Belgium: CO2 emissions from combustion of fossil fuels spikes by 4.1% than last year, says Eurostat

The carbon dioxide (CO2) emissions from the combustion of fossil fuels in Belgium have increased by 4.1 percent compared to the year prior, as per the statistics from Eurostat.

In 2021, COVID restrictions were lifted, and economic activity started recovering. Belgium returned to its past pollution habits.

In total, 25 out of 27 member nations of the European Union raised their CO2 emissions from energy use last year. On average, the European Union has increased its CO2 emissions from fossil fuels by 6.3 percent. Only Finland, which has decreased by 1.5 percent and Portugal (-5.5 percent) achieved emissions reductions.

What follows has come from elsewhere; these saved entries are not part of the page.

use thiserror::Error;
use uuid::Uuid;

use crate::timeline::{TimelinePosition, TrackKind};

#[derive(Debug, Error)]
pub enum CoreError {
    #[error("invalid timeline state: {reason}")]
    InvalidTimelineState { reason: String },

    #[error("clip not found: {0}")]
    ClipNotFound(Uuid),

    #[error("track not found: {0}")]
    TrackNotFound(Uuid),

    #[error("media asset not found: {0}")]
    AssetNotFound(Uuid),

    #[error("text overlay not found: {0}")]
    OverlayNotFound(Uuid),

    #[error("transition not found: {0}")]
    TransitionNotFound(Uuid),

    #[error("track {0} is locked")]
    TrackLocked(Uuid),

    #[error("clip kind does not belong on a {track_kind:?} track")]
    TrackKindMismatch { track_kind: TrackKind },

    #[error("clip overlap detected at timeline position {position:?}")]
    ClipOverlap { position: TimelinePosition },

    #[error("trim leaves no visible length: trim_start {trim_start:?} + trim_end {trim_end:?} >= duration {duration:?}")]
    InvalidTrim {
        trim_start: std::time::Duration,
        trim_end: std::time::Duration,
        duration: std::time::Duration,
    },

    #[error("split position {position:?} is outside clip bounds")]
    SplitOutsideClip { position: TimelinePosition },

    #[error("clip {0} cannot have its audio detached")]
    NotDetachable(Uuid),

    #[error("clip {0} has both crop and transform set")]
    CropTransformConflict(Uuid),

    #[error("nothing to undo")]
    NothingToUndo,

    #[error("nothing to redo")]
    NothingToRedo,

    #[error("serialization error: {0}")]
    Serialization(#[from] serde_json::Error),
}

impl CoreError {
    pub fn invalid_state(reason: impl Into<String>) -> Self {
        Self::InvalidTimelineState {
            reason: reason.into(),
        }
    }
}

pub type Result<T> = std::result::Result<T, CoreError>;
//! Tracing subscriber setup for hosts and tests.

use crate::settings::LoggingConfig;

/// Install a global `tracing` subscriber. `RUST_LOG` overrides
/// `config.level`. Calling this twice keeps the first subscriber.
pub fn init_logging(config: &LoggingConfig) {
    use tracing_subscriber::{fmt, EnvFilter};

    let env_filter = EnvFilter::try_from_default_env().unwrap_or_else(|_| EnvFilter::new(&config.level));

    if config.json {
        let subscriber = fmt::Subscriber::builder()
            .with_env_filter(env_filter)
            .json()
            .finish();
        tracing::subscriber::set_global_default(subscriber).ok();
    } else {
        let subscriber = fmt::Subscriber::builder()
            .with_env_filter(env_filter)
            .with_target(true)
            .finish();
        tracing::subscriber::set_global_default(subscriber).ok();
    }
}

/// Logging for tests: debug level, captured by the test harness.
pub fn init_test_logging() {
    use tracing_subscriber::{fmt, EnvFilter};

    let subscriber = fmt::Subscriber::builder()
        .with_env_filter(EnvFilter::new("debug"))
        .with_test_writer()
        .finish();
    tracing::subscriber::set_global_default(subscriber).ok();
}

#[cfg(test)]
mod tests {
    use super::*;

    #[test]
    fn test_second_init_is_ignored() {
        init_test_logging();
        init_logging(&LoggingConfig::default());
        tracing::debug!("still logging after a second init");
    }
}
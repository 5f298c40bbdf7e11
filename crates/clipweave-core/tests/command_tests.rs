use clipweave_core::commands::CommandHistory;
use clipweave_core::error::CoreError;
use clipweave_core::timeline::*;
use clipweave_test_harness::builders::ClipBuilder;
use uuid::Uuid;

fn clip(start_secs: f64, duration_secs: f64) -> Clip {
    ClipBuilder::new(Uuid::new_v4()).at(start_secs).duration_secs(duration_secs).build()
}

fn video_timeline() -> (Timeline, Uuid) {
    let mut timeline = Timeline::new();
    let track = timeline.add_track("Video 1", TrackKind::Video);
    (timeline, track)
}

#[test]
fn test_undo_redo() {
    let (mut timeline, track) = video_timeline();
    let mut history = CommandHistory::new();

    history
        .execute(&mut timeline, "Add clip", |tl| tl.add_clip(track, clip(0.0, 5.0)))
        .unwrap();
    assert_eq!(timeline.tracks[0].clips.len(), 1);
    assert!(history.can_undo());
    assert!(!history.can_redo());

    history.undo(&mut timeline).unwrap();
    assert_eq!(timeline.tracks[0].clips.len(), 0);
    assert!(!history.can_undo());
    assert!(history.can_redo());

    history.redo(&mut timeline).unwrap();
    assert_eq!(timeline.tracks[0].clips.len(), 1);
}

#[test]
fn test_multiple_undo_redo() {
    let (mut timeline, track) = video_timeline();
    let mut history = CommandHistory::new();

    history
        .execute(&mut timeline, "Add clip 1", |tl| tl.add_clip(track, clip(0.0, 5.0)))
        .unwrap();
    history
        .execute(&mut timeline, "Add clip 2", |tl| tl.add_clip(track, clip(5.0, 3.0)))
        .unwrap();
    assert_eq!(history.undo_description(), Some("Add clip 2"));

    history.undo(&mut timeline).unwrap();
    history.undo(&mut timeline).unwrap();
    assert_eq!(timeline.tracks[0].clips.len(), 0);

    history.redo(&mut timeline).unwrap();
    assert_eq!(timeline.tracks[0].clips.len(), 1);
    assert_eq!(history.redo_description(), Some("Add clip 2"));
}

#[test]
fn test_new_edit_clears_redo() {
    let (mut timeline, track) = video_timeline();
    let mut history = CommandHistory::new();

    history
        .execute(&mut timeline, "Add clip 1", |tl| tl.add_clip(track, clip(0.0, 5.0)))
        .unwrap();
    history.undo(&mut timeline).unwrap();
    history
        .execute(&mut timeline, "Add clip 2", |tl| tl.add_clip(track, clip(1.0, 1.0)))
        .unwrap();
    assert!(!history.can_redo());
    assert!(matches!(history.redo(&mut timeline), Err(CoreError::NothingToRedo)));
}

#[test]
fn test_failed_edit_not_recorded() {
    let (mut timeline, track) = video_timeline();
    let mut history = CommandHistory::new();
    history
        .execute(&mut timeline, "Add clip", |tl| tl.add_clip(track, clip(0.0, 5.0)))
        .unwrap();
    let before = timeline.clone();

    let result = history.execute(&mut timeline, "Overlap", |tl| tl.add_clip(track, clip(2.0, 5.0)));
    assert!(result.is_err());
    assert_eq!(timeline, before);
    assert_eq!(history.undo_description(), Some("Add clip"));
}

#[test]
fn test_undo_restores_detached_audio_links() {
    let (mut timeline, track) = video_timeline();
    let mut history = CommandHistory::new();
    let video = history
        .execute(&mut timeline, "Add clip", |tl| tl.add_clip(track, clip(0.0, 4.0)))
        .unwrap();
    let audio = history
        .execute(&mut timeline, "Detach audio", |tl| tl.detach_audio(video))
        .unwrap();
    history
        .execute(&mut timeline, "Delete audio", |tl| tl.remove_clip(audio))
        .unwrap();
    assert!(timeline.find_clip(video).unwrap().audio_muted);

    history.undo(&mut timeline).unwrap();
    let v = timeline.find_clip(video).unwrap();
    assert_eq!(v.audio, AudioLink::SourceOf(audio));
    assert!(!v.audio_muted);
    timeline.validate().unwrap();
}

#[test]
fn test_record_external_apply() {
    let (mut timeline, track) = video_timeline();
    let mut history = CommandHistory::new();
    let next = timeline
        .apply(|tl| tl.add_clip(track, clip(0.0, 1.0)).map(|_| ()))
        .unwrap();
    history.record("Add clip", &timeline, &next);
    timeline = next;

    history.undo(&mut timeline).unwrap();
    assert_eq!(timeline.clips().count(), 0);
}

#[test]
fn test_history_limit_drops_oldest() {
    let (mut timeline, track) = video_timeline();
    let mut history = CommandHistory::with_limit(3);
    for i in 0..5 {
        history
            .execute(&mut timeline, &format!("Add clip {i}"), |tl| {
                tl.add_clip(track, clip(i as f64 * 2.0, 1.0))
            })
            .unwrap();
    }

    let mut undone = 0;
    while history.undo(&mut timeline).is_ok() {
        undone += 1;
    }
    assert_eq!(undone, 3);
    assert_eq!(timeline.clips().count(), 2);
    assert!(matches!(history.undo(&mut timeline), Err(CoreError::NothingToUndo)));
}
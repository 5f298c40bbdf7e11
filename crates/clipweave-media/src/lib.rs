pub mod audio;
pub mod decoder;
pub mod encoder;
pub mod error;
#[cfg(feature = "ffmpeg")]
pub mod ffmpeg;
pub mod progress;
pub mod renderer;
pub mod text;

pub use error::{MediaError, Result};
pub use renderer::{CancellationToken, ExportJob, ExportOutput, render_timeline};
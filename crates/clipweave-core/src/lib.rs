pub mod commands;
pub mod effects;
pub mod error;
pub mod geometry;
pub mod logging;
pub mod media;
pub mod overlay;
pub mod pipeline;
pub mod preview;
pub mod resolver;
pub mod settings;
pub mod timeline;
pub mod transition;
impl PreviewSynchronizer {
    pub fn new(profile: &CapabilityProfile) -> Self {
        Self {
            phase: PlaybackPhase::Idle,
            mode: OperatingMode::Paused,
            position: TimelinePosition::zero(),
            anchor: None,
            resume_after_scrub: false,
            rate: 1.0,
            volume: 1.0,
            muted: false,
            policy: SyncPolicy::for_profile(profile),
            limiter: FrameLimiter::from_profile(profile),
            monitor: PerformanceMonitor::new(profile.recommended_tier),
            scheduler: ResyncScheduler::default(),
            last_tick: None,
            active: HashSet::new(),
            audible: HashMap::new(),
        }
    }

    pub fn with_policy(mut self, policy: SyncPolicy) -> Self {
        self.policy = policy;
        self
    }

    pub fn position(&self) -> TimelinePosition {
        self.position
    }

    pub fn phase(&self) -> PlaybackPhase {
        self.phase
    }

    pub fn mode(&self) -> OperatingMode {
        self.mode
    }

    pub fn tier(&self) -> QualityTier {
        self.monitor.tier()
    }

    pub fn policy(&self) -> &SyncPolicy {
        &self.policy
    }

    pub fn rate(&self) -> f64 {
        self.rate
    }

    pub fn volume(&self) -> f64 {
        self.volume
    }

    pub fn is_muted(&self) -> bool {
        self.muted
    }

    fn clock_at(&self, now: Instant) -> TimelinePosition {
        match self.anchor {
            Some(anchor) => {
                let elapsed = now.saturating_duration_since(anchor.at).as_secs_f64() * self.rate;
                TimelinePosition::from_secs_f64(anchor.position.as_secs_f64() + elapsed)
            }
            None => self.position,
        }
    }

    pub fn play(&mut self, now: Instant) {
        if self.mode == OperatingMode::Playing {
            return;
        }
        self.position = self.clock_at(now);
        self.anchor = Some(ClockAnchor {
            at: now,
            position: self.position,
        });
        self.mode = OperatingMode::Playing;
        self.phase = PlaybackPhase::Syncing;
        self.limiter.reset();
        debug!(position = self.position.as_secs_f64(), "preview play");
    }

    pub fn pause(&mut self, now: Instant) {
        self.position = self.clock_at(now);
        self.anchor = None;
        self.mode = OperatingMode::Paused;
        self.phase = PlaybackPhase::Paused;
        debug!(position = self.position.as_secs_f64(), "preview pause");
    }

    /// Jump the clock. Surfaces follow once the debounce interval passes.
    pub fn seek(&mut self, position: TimelinePosition, now: Instant) {
        self.position = position;
        if self.anchor.is_some() {
            self.anchor = Some(ClockAnchor { at: now, position });
        }
        self.scheduler.request(position, now);
        self.phase = PlaybackPhase::Seeking;
    }

    pub fn begin_scrub(&mut self, now: Instant) {
        if self.mode == OperatingMode::Scrubbing {
            return;
        }
        self.resume_after_scrub = self.mode == OperatingMode::Playing;
        self.position = self.clock_at(now);
        self.anchor = None;
        self.mode = OperatingMode::Scrubbing;
        self.phase = PlaybackPhase::Seeking;
    }

    pub fn scrub_to(&mut self, position: TimelinePosition, now: Instant) {
        self.position = position;
        self.scheduler.request(position, now);
        self.phase = PlaybackPhase::Seeking;
    }

    pub fn end_scrub(&mut self, now: Instant) {
        if self.mode != OperatingMode::Scrubbing {
            return;
        }
        if self.resume_after_scrub {
            self.mode = OperatingMode::Playing;
            self.anchor = Some(ClockAnchor {
                at: now,
                position: self.position,
            });
        } else {
            self.mode = OperatingMode::Paused;
        }
        self.resume_after_scrub = false;
        if self.scheduler.pending_target().is_none() {
            self.phase = self.settled_phase();
        }
    }

    fn settled_phase(&self) -> PlaybackPhase {
        match self.mode {
            OperatingMode::Playing => PlaybackPhase::Syncing,
            _ => PlaybackPhase::Paused,
        }
    }

    pub fn set_volume<S: PlaybackSurface>(&mut self, volume: f64, surfaces: &mut HashMap<Uuid, S>) {
        self.volume = if volume.is_finite() { volume.clamp(0.0, 1.0) } else { 1.0 };
        for (id, surface) in surfaces.iter_mut() {
            if let Some(gain) = self.audible.get(id) {
                surface.set_volume((self.volume * gain).clamp(0.0, 1.0));
            }
        }
    }

    pub fn set_muted<S: PlaybackSurface>(&mut self, muted: bool, surfaces: &mut HashMap<Uuid, S>) {
        self.muted = muted;
        for (id, surface) in surfaces.iter_mut() {
            surface.set_muted(muted || !self.audible.contains_key(id));
        }
    }

    pub fn set_rate<S: PlaybackSurface>(&mut self, rate: f64, now: Instant, surfaces: &mut HashMap<Uuid, S>) {
        // re-anchor so elapsed time before the change keeps the old rate
        self.position = self.clock_at(now);
        if self.anchor.is_some() {
            self.anchor = Some(ClockAnchor {
                at: now,
                position: self.position,
            });
        }
        self.rate = if rate.is_finite() { rate.clamp(MIN_RATE, MAX_RATE) } else { 1.0 };
        for surface in surfaces.values_mut() {
            surface.set_rate(self.rate);
        }
    }

    /// Advance the clock and drive the surfaces for the clips active now.
    pub fn tick<S: PlaybackSurface>(
        &mut self,
        now: Instant,
        timeline: &Timeline,
        library: &SourceLibrary,
        surfaces: &mut HashMap<Uuid, S>,
    ) -> TickOutcome {
        let mut outcome = TickOutcome::default();

        if let Some(last) = self.last_tick {
            if self.phase == PlaybackPhase::Playing {
                let interval = now.saturating_duration_since(last);
                let dropped = interval > self.limiter.frame_interval().mul_f64(1.5);
                self.monitor.record(interval, dropped);
                outcome.quality_change = self.monitor.recommend(now);
            }
        }
        self.last_tick = Some(now);

        self.position = self.clock_at(now);
        let total = timeline.duration();
        if self.anchor.is_some() && !total.is_zero() && self.position.as_duration() >= total {
            info!(duration = total.as_secs_f64(), "preview reached end of timeline");
            self.position = TimelinePosition::zero();
            self.anchor = None;
            self.mode = OperatingMode::Paused;
            self.phase = PlaybackPhase::Paused;
            self.scheduler.cancel();
            for surface in surfaces.values_mut() {
                surface.pause();
            }
            self.active.clear();
            self.audible.clear();
            outcome.ended = true;
            outcome.render_frame = true;
            outcome.position = self.position;
            outcome.phase = self.phase;
            return outcome;
        }

        let forced = self.scheduler.poll(now).is_some();
        if forced {
            self.phase = self.settled_phase();
        }
        // drift corrections wait for a pending seek to fire
        let debouncing = self.scheduler.pending_target().is_some();
        let syncing = self.phase == PlaybackPhase::Syncing;
        let playing = self.mode == OperatingMode::Playing;

        let state = resolve(timeline, library, self.position);
        let followers = state
            .video_layers
            .iter()
            .map(|l| (l.clip, l.audible))
            .chain(
                state
                    .audio_layers
                    .iter()
                    .filter(|a| a.source == AudioSource::Track)
                    .map(|a| (a.clip, true)),
            );

        let mut now_active = HashSet::new();
        let mut audible = HashMap::new();
        for (clip, is_audible) in followers {
            let Some(surface) = surfaces.get_mut(&clip.id) else {
                continue;
            };
            if surface.status() == SurfaceStatus::Failed {
                outcome.failed.push(clip.id);
                continue;
            }
            now_active.insert(clip.id);
            if is_audible {
                audible.insert(clip.id, clip.volume);
            }

            let target = clip.source_time(self.position);
            let newly = !self.active.contains(&clip.id);
            let drifted = surface.position().is_some_and(|current| {
                let drift = current.as_secs_f64() - target.as_secs_f64();
                self.policy.should_resync(self.mode, drift).is_some()
            });
            if newly || forced || syncing {
                surface.seek(target);
            } else if drifted && !debouncing {
                debug!(clip = %clip.id, target = target.as_secs_f64(), "resyncing surface");
                surface.seek(target);
                outcome.resynced.push(clip.id);
            }

            surface.set_muted(self.muted || !is_audible);
            surface.set_volume((self.volume * clip.volume).clamp(0.0, 1.0));
            if playing {
                if newly || syncing {
                    surface.set_rate(self.rate);
                    surface.play();
                }
            } else {
                surface.pause();
            }
        }

        for id in self.active.difference(&now_active) {
            if let Some(surface) = surfaces.get_mut(id) {
                surface.pause();
            }
        }
        self.active = now_active;
        self.audible = audible;

        if syncing {
            self.phase = PlaybackPhase::Playing;
        }

        outcome.render_frame = if playing {
            self.limiter.should_advance(now)
        } else {
            forced || syncing
        };
        outcome.visible_clips = state
            .video_layers
            .iter()
            .map(|l| l.clip.id)
            .filter(|id| !outcome.failed.contains(id))
            .collect();
        outcome.texts = state.texts.iter().map(|t| t.id).collect();
        outcome.position = self.position;
        outcome.phase = self.phase;
        outcome
    }
}
impl PlaybackSurface for FakeSurface {
    fn status(&self) -> SurfaceStatus {
        self.status
    }

    fn position(&self) -> Option<Duration> {
        self.position
    }

    fn seek(&mut self, source_time: Duration) {
        self.position = Some(source_time);
        self.seeks.push(source_time);
    }

    fn set_volume(&mut self, volume: f64) {
        self.volume = volume;
    }

    fn set_muted(&mut self, muted: bool) {
        self.muted = muted;
    }

    fn set_rate(&mut self, rate: f64) {
        self.rate = rate;
    }

    fn play(&mut self) {
        self.playing = true;
    }

    fn pause(&mut self) {
        self.playing = false;
    }
}

// =============================================================================
// ffmpeg CLI fixtures
// =============================================================================

/// Generate a small test video using ffmpeg's lavfi test source.
/// Returns the path to the generated file.
pub fn generate_test_video(output_dir: &Path, name: &str, duration_secs: f64) -> PathBuf {
    let output_path = output_dir.join(format!("{name}.mp4"));

    let status = Command::new("ffmpeg")
        .args([
            "-y",
            "-f",
            "lavfi",
            "-i",
            &format!("testsrc=duration={duration_secs}:size=320x240:rate=30"),
            "-c:v",
            "libx264",
            "-pix_fmt",
            "yuv420p",
            "-preset",
            "ultrafast",
        ])
        .arg(&output_path)
        .stderr(std::process::Stdio::null())
        .status()
        .expect("ffmpeg must be installed to generate test fixtures");

    assert!(status.success(), "ffmpeg failed to generate test video {name}");
    assert!(output_path.exists(), "test video was not created: {name}");

    output_path
}

/// Generate a test video with a 440 Hz tone.
pub fn generate_test_video_with_audio(output_dir: &Path, name: &str, duration_secs: f64) -> PathBuf {
    let output_path = output_dir.join(format!("{name}.mp4"));

    let status = Command::new("ffmpeg")
        .args([
            "-y",
            "-f",
            "lavfi",
            "-i",
            &format!("testsrc=duration={duration_secs}:size=320x240:rate=30"),
            "-f",
            "lavfi",
            "-i",
            &format!("sine=frequency=440:duration={duration_secs}"),
            "-c:v",
            "libx264",
            "-pix_fmt",
            "yuv420p",
            "-preset",
            "ultrafast",
            "-c:a",
            "aac",
            "-shortest",
        ])
        .arg(&output_path)
        .stderr(std::process::Stdio::null())
        .status()
        .expect("ffmpeg must be installed to generate test fixtures");

    assert!(status.success(), "ffmpeg failed to generate test video with audio {name}");

    output_path
}

/// Get a temporary directory for test fixtures that persists for the test run.
pub fn fixture_dir() -> tempfile::TempDir {
    tempfile::TempDir::new().expect("failed to create temp dir for fixtures")
}

#[cfg(test)]
mod tests {
    use super::*;
    use clipweave_core::media::MediaKind;

    fn asset() -> MediaAsset {
        MediaAsset::new("clip", MediaKind::Video, "clip.mp4".into(), Duration::from_secs(2))
    }

    #[test]
    fn test_synthetic_frames_cover_range() {
        let asset = asset();
        let opener = SyntheticOpener::new().with(&asset, SyntheticMedia::video(2.0, 4, 4, [255, 0, 0, 255]));
        let mut source = opener.open(&asset).unwrap();
        let frames: Vec<VideoFrame> = source
            .video_frames(Duration::from_millis(500)..Duration::from_secs(1))
            .unwrap()
            .collect::<Result<_>>()
            .unwrap();
        assert_eq!(frames.len(), 15);
        assert_eq!(frames[0].timestamp, Duration::from_millis(500));
        assert_eq!(frames[0].image.pixel(0, 0), &[255, 0, 0, 255]);
        assert_eq!(opener.opens(), 1);
    }

    #[test]
    fn test_synthetic_audio_truncates_last_block() {
        let asset = asset();
        let opener = SyntheticOpener::new().with(&asset, SyntheticMedia::audio(0.05, 48_000, 2, 0.25));
        let mut source = opener.open(&asset).unwrap();
        let blocks: Vec<AudioBlock> = source
            .audio_blocks(Duration::ZERO..Duration::from_secs(1))
            .unwrap()
            .collect::<Result<_>>()
            .unwrap();
        let total: usize = blocks.iter().map(|b| b.frames()).sum();
        assert_eq!(total, 2_400);
        assert_eq!(blocks.len(), 3);
    }

    #[test]
    fn test_unknown_asset_fails_to_open() {
        let opener = SyntheticOpener::new();
        assert!(matches!(opener.open(&asset()), Err(MediaError::OpenFailed(_))));
    }

    #[test]
    fn test_fake_surface_advances_while_playing() {
        let mut surface = FakeSurface::new();
        surface.advance(Duration::from_secs(1));
        assert_eq!(surface.position, Some(Duration::ZERO));
        surface.play();
        surface.set_rate(2.0);
        surface.advance(Duration::from_secs(1));
        assert_eq!(surface.position, Some(Duration::from_secs(2)));
    }

    #[test]
    #[ignore = "needs the ffmpeg binary"]
    fn test_generate_test_video() {
        let dir = fixture_dir();
        let path = generate_test_video(dir.path(), "test_basic", 1.0);
        let metadata = std::fs::metadata(&path).unwrap();
        assert!(metadata.len() > 0, "generated video should not be empty");
    }

    #[test]
    #[ignore = "needs the ffmpeg binary"]
    fn test_generate_test_video_with_audio() {
        let dir = fixture_dir();
        let path = generate_test_video_with_audio(dir.path(), "test_audio", 1.0);
        assert!(path.exists());
    }
}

The publication warns mentioned in the statement, “Carbon dioxide emissions from energy use are a major contributor to global warming as well as account for some 75 percent of all man-made greenhouse gas emissions in the EU.”

Moreover, in the previous year, some of the worst offenders for CO2 emissions from burning fuels included Bulgaria (+ 18 percent), Estonia (+13.1 percent) and Italy (+10.6 percent).

Much of the European Union’s consumption of fossil fuels goes towards generating electricity. The largest single source of energy all over the EU is the combustion of fuel, which produced around 40 percent of the total energy as of December 2021.

The total EU greenhouse gas emissions have already rebounded to pre-pandemic levels. In the fourth quarter of the year 2021, greenhouse gas emissions totalled 1,041 metric tonnes of CO2 equivalents (MMTCDE), increasing by 8 percent from the previous year. Household energy consumption is the largest contributor to greenhouse gas emissions, as per the Eurostat.

“In 2021, the increase in CO2 emissions was mainly due to the rising use of solid fossil fuels (which contributed to over 50% of the increase,” Eurostat highlighted.

Because of the high gas price in 2021, many electricity producers used coal and other dirty fuels to keep up with the electricity demand. This year, Germany restarted its coal-powered plants to keep up with rising demand and high natural gas prices.

Furthermore, the report concluded, “Liquid fossil fuels were responsible for over 29% of the increase, whereas 21% can be attributed to natural gas. The reduced use of peat slightly alleviated the increase in CO2 emissions.”